** Opening Material supplied block **

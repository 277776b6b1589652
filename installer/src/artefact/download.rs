//! Size-bounded HTTP download of release assets.
//!
//! Provides a trait-based abstraction for fetching a URL to a local file,
//! enabling dependency injection for testing. The HTTP implementation
//! follows redirects itself so that every hop can be policed: scheme
//! downgrades from `https` to `http` are rejected and the chain is capped.
//! Bodies are streamed through a limited reader into a temporary file beside
//! the destination and renamed into place only once complete.

use crate::budget::DownloadBudget;
use log::debug;
use std::fs;
use std::io::{self, Read};
use std::path::Path;
use thiserror::Error;
use url::Url;

/// Trait for downloading a release asset to a local path.
///
/// Abstractions allow tests to mock HTTP behaviour without network access.
///
/// # Examples
///
/// ```
/// use chroma_local_installer::artefact::download::HttpDownloader;
/// use chroma_local_installer::budget::DownloadBudget;
///
/// let downloader = HttpDownloader::new(&DownloadBudget::default());
/// // Use downloader.fetch(url, dest) in production
/// ```
#[cfg_attr(test, mockall::automock)]
pub trait ArtefactDownloader {
    /// Download `url` into `dest`, replacing any existing file.
    ///
    /// # Errors
    ///
    /// Returns an error if the request fails, the body exceeds the size
    /// limit, a redirect is rejected, or the file cannot be written.
    fn fetch(&self, url: &str, dest: &Path) -> Result<(), DownloadError>;
}

/// Reasons a redirect hop is refused.
#[derive(Debug, Clone, PartialEq, Eq, Error)]
pub enum RedirectError {
    /// The hop would move from `https` to `http`.
    #[error("redirect from HTTPS to HTTP is not allowed: {from} -> {to}")]
    Downgrade {
        /// URL that issued the redirect.
        from: String,
        /// Redirect target.
        to: String,
    },

    /// The chain reached the configured hop limit.
    #[error("stopped after {max} redirects")]
    TooMany {
        /// The configured hop limit.
        max: usize,
    },
}

/// Errors arising from artefact download operations.
#[derive(Debug, Error)]
pub enum DownloadError {
    /// The request failed at the transport level.
    #[error("download failed for {url}: {reason}")]
    HttpError {
        /// The URL that was requested.
        url: String,
        /// A human-readable description of the failure.
        reason: String,
    },

    /// The requested asset was not found (HTTP 404).
    #[error("artefact not found: {url}")]
    NotFound {
        /// The URL that returned 404.
        url: String,
    },

    /// The server answered with a status other than success or 404.
    #[error("unexpected response {status} for URL {url}")]
    UnexpectedStatus {
        /// The URL that was requested.
        url: String,
        /// The HTTP status code.
        status: u16,
    },

    /// The declared `Content-Length` exceeds the size limit.
    #[error("downloaded artifact is too large: {declared} bytes exceeds max {max} bytes")]
    TooLarge {
        /// The URL that was requested.
        url: String,
        /// The declared body length.
        declared: u64,
        /// The configured limit.
        max: u64,
    },

    /// The streamed body exceeded the size limit.
    #[error("downloaded artifact is too large: body from {url} exceeds max allowed size of {max} bytes")]
    SizeLimitExceeded {
        /// The URL that was requested.
        url: String,
        /// The configured limit.
        max: u64,
    },

    /// The body ended before the declared `Content-Length`.
    #[error("download incomplete for {url}: expected {expected} bytes, got {actual} bytes")]
    Incomplete {
        /// The URL that was requested.
        url: String,
        /// The declared body length.
        expected: u64,
        /// The number of bytes received.
        actual: u64,
    },

    /// A redirect hop was refused.
    #[error(transparent)]
    Redirect(#[from] RedirectError),

    /// A URL or redirect target could not be parsed.
    #[error("invalid URL {url}: {reason}")]
    InvalidUrl {
        /// The unparsable URL.
        url: String,
        /// Parser diagnostic.
        reason: String,
    },

    /// I/O error reading the body or writing the downloaded file.
    #[error("I/O error writing download: {0}")]
    Io(#[from] io::Error),
}

impl DownloadError {
    /// Whether retrying the same URL could succeed.
    ///
    /// Missing assets, refused redirects, malformed URLs and size-limit
    /// violations are deterministic and never retried.
    #[must_use]
    pub fn is_retryable(&self) -> bool {
        matches!(
            self,
            Self::HttpError { .. }
                | Self::UnexpectedStatus { .. }
                | Self::Incomplete { .. }
                | Self::Io(_)
        )
    }

    /// Whether the failure is a size-limit violation.
    #[must_use]
    pub fn is_resource_limit(&self) -> bool {
        matches!(self, Self::TooLarge { .. } | Self::SizeLimitExceeded { .. })
    }
}

/// Check whether the redirect from `previous` to `next` may be followed.
///
/// `hop` is the 1-based number of the redirect about to be followed. The
/// hop limit is checked before the scheme.
///
/// # Errors
///
/// Returns [`RedirectError::TooMany`] once `hop` reaches `max_redirects`
/// and [`RedirectError::Downgrade`] for an `https` to `http` hop.
///
/// # Examples
///
/// ```
/// use chroma_local_installer::artefact::download::check_redirect;
/// use url::Url;
///
/// let from = Url::parse("https://a.test/x").expect("valid url");
/// let to = Url::parse("http://b.test/x").expect("valid url");
/// assert!(check_redirect(&from, &to, 1, 10).is_err());
/// ```
pub fn check_redirect(
    previous: &Url,
    next: &Url,
    hop: usize,
    max_redirects: usize,
) -> Result<(), RedirectError> {
    if hop >= max_redirects {
        return Err(RedirectError::TooMany { max: max_redirects });
    }
    if previous.scheme().eq_ignore_ascii_case("https") && next.scheme().eq_ignore_ascii_case("http")
    {
        return Err(RedirectError::Downgrade {
            from: previous.to_string(),
            to: next.to_string(),
        });
    }
    Ok(())
}

/// HTTP-based downloader using `ureq`.
pub struct HttpDownloader {
    agent: ureq::Agent,
    max_bytes: u64,
    max_redirects: usize,
}

impl HttpDownloader {
    /// Create a downloader honouring the size, redirect and timeout limits
    /// of `budget`.
    #[must_use]
    pub fn new(budget: &DownloadBudget) -> Self {
        let config = ureq::Agent::config_builder()
            .timeout_global(Some(budget.request_timeout))
            .max_redirects(0)
            .max_redirects_will_error(false)
            .http_status_as_error(false)
            .build();
        Self {
            agent: ureq::Agent::new_with_config(config),
            max_bytes: budget.max_artifact_bytes,
            max_redirects: budget.max_redirects,
        }
    }

    /// Resolve `location` against `current` and apply the redirect rules
    /// for the `hop`th redirect.
    fn redirect_target(
        &self,
        current: &Url,
        location: &str,
        hop: usize,
    ) -> Result<Url, DownloadError> {
        let next = current
            .join(location)
            .map_err(|err| DownloadError::InvalidUrl {
                url: location.to_owned(),
                reason: err.to_string(),
            })?;
        check_redirect(current, &next, hop, self.max_redirects)?;
        Ok(next)
    }

    fn write_body(&self, url: &str, body: ureq::Body, dest: &Path) -> Result<(), DownloadError> {
        let declared = body.content_length();
        if let Some(declared) = declared {
            if declared > self.max_bytes {
                return Err(DownloadError::TooLarge {
                    url: url.to_owned(),
                    declared,
                    max: self.max_bytes,
                });
            }
        }

        let parent = dest
            .parent()
            .filter(|dir| !dir.as_os_str().is_empty())
            .unwrap_or_else(|| Path::new("."));
        fs::create_dir_all(parent)?;
        let prefix = format!(
            "{}.download-",
            dest.file_name()
                .map_or_else(|| "asset".into(), |name| name.to_string_lossy())
        );
        let mut temp = tempfile::Builder::new()
            .prefix(&prefix)
            .tempfile_in(parent)?;

        let mut limited = body.into_reader().take(self.max_bytes.saturating_add(1));
        let written = io::copy(&mut limited, temp.as_file_mut())?;
        if written > self.max_bytes {
            return Err(DownloadError::SizeLimitExceeded {
                url: url.to_owned(),
                max: self.max_bytes,
            });
        }
        if let Some(expected) = declared.filter(|len| *len > 0) {
            if written != expected {
                return Err(DownloadError::Incomplete {
                    url: url.to_owned(),
                    expected,
                    actual: written,
                });
            }
        }
        temp.as_file().sync_all()?;
        temp.persist(dest).map_err(|err| DownloadError::Io(err.error))?;
        debug!("downloaded {written} bytes from {url} to {}", dest.display());
        Ok(())
    }
}

impl ArtefactDownloader for HttpDownloader {
    fn fetch(&self, url: &str, dest: &Path) -> Result<(), DownloadError> {
        let mut current = parse_url(url)?;
        let mut hop = 0;
        loop {
            let response = self
                .agent
                .get(current.as_str())
                .call()
                .map_err(|e| map_ureq_error(current.as_str(), &e))?;
            let status = response.status();

            if status.is_redirection() {
                let Some(location) = response
                    .headers()
                    .get("location")
                    .and_then(|value| value.to_str().ok())
                else {
                    return Err(DownloadError::UnexpectedStatus {
                        url: current.to_string(),
                        status: status.as_u16(),
                    });
                };
                hop += 1;
                let next = self.redirect_target(&current, location, hop)?;
                debug!("following redirect {hop} from {current} to {next}");
                current = next;
                continue;
            }

            if status.as_u16() == 404 {
                return Err(DownloadError::NotFound {
                    url: current.to_string(),
                });
            }
            if !status.is_success() {
                return Err(DownloadError::UnexpectedStatus {
                    url: current.to_string(),
                    status: status.as_u16(),
                });
            }
            return self.write_body(current.as_str(), response.into_body(), dest);
        }
    }
}

fn parse_url(url: &str) -> Result<Url, DownloadError> {
    Url::parse(url).map_err(|err| DownloadError::InvalidUrl {
        url: url.to_owned(),
        reason: err.to_string(),
    })
}

/// Map a ureq error to a [`DownloadError`].
fn map_ureq_error(url: &str, err: &ureq::Error) -> DownloadError {
    match err {
        ureq::Error::StatusCode(404) => DownloadError::NotFound {
            url: url.to_owned(),
        },
        ureq::Error::StatusCode(status) => DownloadError::UnexpectedStatus {
            url: url.to_owned(),
            status: *status,
        },
        other => DownloadError::HttpError {
            url: url.to_owned(),
            reason: other.to_string(),
        },
    }
}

** Closing Material supplied block **

Across all the material above, work out how many lines hold the word "HttpError", and answer with that number only.

3